Apple’s also competing against its own image, fading as it may now be. Loyalists will tell you that today’s Apple is not the same Apple they knew five years ago. Despite comparisons to Microsoft under Steve Ballmer, Apple is more “adult” than it was, more driven by revenue and profitability in comfortable areas than it was. Asked another way, is Tim Cook more of an executioner than a dreamer? I’d argue that Apple under Cook’s leadership has instituted a discipline that’s foundational and potentially transformative – but not disruptive. Apple’s like a friend you partied with in college that when you saw them a decade later (on their way to a corporate partnership) they were, well, a little “different.” Still "fun," but a lot more serious. 

Fast-Following Risks

All of that said, the clock is ticking. It’s not clear how well the slow-but-steady march to product/service excellence and service integration will serve the company and its shareholders. Apple still has lots of competitors, especially in the markets where Apple’s revenue is relatively small, such as laptops. Its proprietary platform strength is also a weakness, since cross-vendor integration remains challenging. Ultimately, the greatest threat to Apple is timing. Markets come and go, leaders emerge (and fail), new products become old – you get the idea. Apple has become a fast-follower, betting that its product excellence and differentiation will sustain itself through markets that are at least maturing, if not directionally settled. This is a shift from the old product creation strategy that gave the world iPods, iPads, iTunes and iPhones, among other products and services before the world knew it needed them. But it’s also a huge gamble. Apple’s business model – and brand – is predicated upon unique, highest-quality products and services. But without a steady stream of unique, high-quality products it will suffer. While R&D remains a huge priority for Apple, it also must yield major results. This is Apple’s ultimate Achilles Heel, and entering existing markets makes the threat much greater than when Apple (or anyone) creates whole new markets. 

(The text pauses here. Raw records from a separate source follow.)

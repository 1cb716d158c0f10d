//! Policy targets and address normalization

use serde::{Deserialize, Serialize};
use url::Url;

use crate::error::{Error, Result};

/// A delivery or replication target.
#[derive(Debug, Clone, PartialEq, Eq, Serialize, Deserialize)]
pub struct Target {
    /// Target type, from a closed set defined by the policy kind
    #[serde(rename = "type")]
    pub kind: String,

    /// Absolute URL of the target
    pub address: String,

    /// Reference to stored credentials, never the credentials themselves
    #[serde(default, skip_serializing_if = "Option::is_none")]
    pub credential_ref: Option<String>,

    /// Allow plain HTTP
    #[serde(default)]
    pub insecure: bool,

    /// Skip TLS certificate verification
    #[serde(default)]
    pub skip_verify: bool,
}

/// Reduce an address to `scheme://host[:port]/path`.
///
/// Credentials, query and fragment are dropped so that a stored address can't
/// smuggle extra request parameters. Normalizing twice gives the same result.
pub fn normalize_address(address: &str) -> Result<String> {
    let url = Url::parse(address.trim())
        .map_err(|error| Error::BadRequest(format!("invalid address {address:?}: {error}")))?;

    let host = match url.host_str() {
        Some(host) if !host.is_empty() => host,
        _ => {
            return Err(Error::BadRequest(format!(
                "address {address:?} has no host"
            )));
        }
    };

    let authority = match url.port() {
        Some(port) => format!("{host}:{port}"),
        None => host.to_owned(),
    };
    Ok(format!("{}://{authority}{}", url.scheme(), url.path()))
}

impl Target {
    /// Check the target type against `supported` and normalize the address.
    pub fn validate(&mut self, supported: &[&str]) -> Result<()> {
        if !supported.contains(&self.kind.as_str()) {
            return Err(Error::BadRequest(format!(
                "unsupported target type {:?}",
                self.kind
            )));
        }
        self.address = normalize_address(&self.address)?;
        Ok(())
    }

    /// The parsed target address
    pub fn url(&self) -> Result<Url> {
        Url::parse(&self.address)
            .map_err(|error| Error::BadRequest(format!("invalid address: {error}")))
    }
}
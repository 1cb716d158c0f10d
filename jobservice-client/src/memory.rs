//! In-process job service.

use std::collections::HashMap;
use std::sync::Arc;

use bytes::Bytes;
use http::StatusCode;
use parking_lot::Mutex;

use crate::models::{JobAction, JobKind, JobRequest, JobStats, JobStatus};
use crate::{JobService, JobServiceError};

#[derive(Debug, Default)]
struct Inner {
    jobs: HashMap<String, JobStats>,
    logs: HashMap<String, Bytes>,
    executions: HashMap<String, Vec<JobStats>>,
    submitted: Vec<JobRequest>,
    fail_next: Option<StatusCode>,
    clock: i64,
}

impl Inner {
    fn tick(&mut self) -> i64 {
        self.clock += 1;
        self.clock
    }
}

/// A [JobService] which keeps jobs in memory and never runs them.
///
/// Job status only moves when something calls [MemoryJobService::set_status] or
/// stops the job, which makes it suitable for tests and for running the control
/// plane without a job service.
#[derive(Debug, Clone, Default)]
pub struct MemoryJobService {
    inner: Arc<Mutex<Inner>>,
}

impl MemoryJobService {
    /// Create an empty job service.
    pub fn new() -> Self {
        Self::default()
    }

    /// Refuse the next submission with the given status.
    pub fn fail_next_submit(&self, status: StatusCode) {
        self.inner.lock().fail_next = Some(status);
    }

    /// Move a job to a new status.
    pub fn set_status(&self, uuid: &str, status: JobStatus) -> Result<(), JobServiceError> {
        let mut inner = self.inner.lock();
        let now = inner.tick();
        let job = inner
            .jobs
            .get_mut(uuid)
            .ok_or_else(|| JobServiceError::not_found(uuid))?;
        job.status = status;
        job.update_time = now;
        Ok(())
    }

    /// Set the log content returned for a job.
    pub fn set_log<B: Into<Bytes>>(&self, uuid: &str, log: B) {
        self.inner.lock().logs.insert(uuid.to_owned(), log.into());
    }

    /// Record an execution of a periodic job, returning the execution UUID.
    pub fn record_execution(
        &self,
        periodic: &str,
        status: JobStatus,
    ) -> Result<String, JobServiceError> {
        let mut inner = self.inner.lock();
        let name = inner
            .jobs
            .get(periodic)
            .ok_or_else(|| JobServiceError::not_found(periodic))?
            .name
            .clone();
        let now = inner.tick();
        let id = uuid::Uuid::new_v4().to_string();
        let stats = JobStats {
            id: id.clone(),
            name,
            kind: JobKind::Generic,
            status,
            upstream_job_id: Some(periodic.to_owned()),
            update_time: now,
        };
        inner.jobs.insert(id.clone(), stats.clone());
        inner
            .executions
            .entry(periodic.to_owned())
            .or_default()
            .push(stats);
        Ok(id)
    }

    /// Every request submitted so far, in order.
    pub fn submitted(&self) -> Vec<JobRequest> {
        self.inner.lock().submitted.clone()
    }

    /// Current status of a job, if the job service knows it.
    pub fn stats(&self, uuid: &str) -> Option<JobStats> {
        self.inner.lock().jobs.get(uuid).cloned()
    }

    /// Drop a job, as if the job service had expired it.
    pub fn forget(&self, uuid: &str) {
        let mut inner = self.inner.lock();
        inner.jobs.remove(uuid);
        inner.logs.remove(uuid);
        inner.executions.remove(uuid);
    }
}

#[async_trait::async_trait]
impl JobService for MemoryJobService {
    fn name(&self) -> &'static str {
        "memory"
    }

    async fn submit(&self, job: &JobRequest) -> Result<String, JobServiceError> {
        let mut inner = self.inner.lock();
        if let Some(status) = inner.fail_next.take() {
            return Err(JobServiceError::Status {
                status,
                message: format!("job {} refused", job.name),
            });
        }

        let now = inner.tick();
        let id = uuid::Uuid::new_v4().to_string();
        let status = match job.metadata.kind {
            JobKind::Generic => JobStatus::Pending,
            JobKind::Periodic => JobStatus::Scheduled,
        };
        inner.jobs.insert(
            id.clone(),
            JobStats {
                id: id.clone(),
                name: job.name.clone(),
                kind: job.metadata.kind,
                status,
                upstream_job_id: None,
                update_time: now,
            },
        );
        inner.submitted.push(job.clone());
        Ok(id)
    }

    async fn post_action(&self, uuid: &str, action: JobAction) -> Result<(), JobServiceError> {
        let mut inner = self.inner.lock();
        let now = inner.tick();
        let job = inner
            .jobs
            .get_mut(uuid)
            .ok_or_else(|| JobServiceError::not_found(uuid))?;
        match action {
            JobAction::Stop if job.status.is_terminal() => {}
            JobAction::Stop => {
                job.status = JobStatus::Stopped;
                job.update_time = now;
            }
        }
        Ok(())
    }

    async fn log(&self, uuid: &str) -> Result<Bytes, JobServiceError> {
        let inner = self.inner.lock();
        if !inner.jobs.contains_key(uuid) {
            return Err(JobServiceError::not_found(uuid));
        }
        Ok(inner.logs.get(uuid).cloned().unwrap_or_default())
    }

    async fn status(&self, uuid: &str) -> Result<JobStats, JobServiceError> {
        self.inner
            .lock()
            .jobs
            .get(uuid)
            .cloned()
            .ok_or_else(|| JobServiceError::not_found(uuid))
    }

    async fn executions(&self, uuid: &str) -> Result<Vec<JobStats>, JobServiceError> {
        let inner = self.inner.lock();
        if !inner.jobs.contains_key(uuid) {
            return Err(JobServiceError::not_found(uuid));
        }
        let mut executions: Vec<JobStats> = inner
            .executions
            .get(uuid)
            .map(|executions| {
                executions
                    .iter()
                    .map(|execution| {
                        inner
                            .jobs
                            .get(&execution.id)
                            .cloned()
                            .unwrap_or_else(|| execution.clone())
                    })
                    .collect()
            })
            .unwrap_or_default();
        executions.reverse();
        Ok(executions)
    }
}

Perhaps the most significant change from the Jobs era is Apple’s role as fast-follower while betting the ranch that it can dominate existing markets with over-the-top products and services versus creating and leading new markets. In spite of how “well” this worked out in the smartwatch market, this is risky. By 2020, for example, what will the AR/VR market look like? Who will be the major players? Same for healthcare services, streaming content, digital assistants and self-driving vehicle software. If Apple’s willing to give up the lead, then it should hedge its strategy with acquisitions and venture investments, while continuing to develop second-to-market killer apps and phenomenal products, because no company can always win from behind.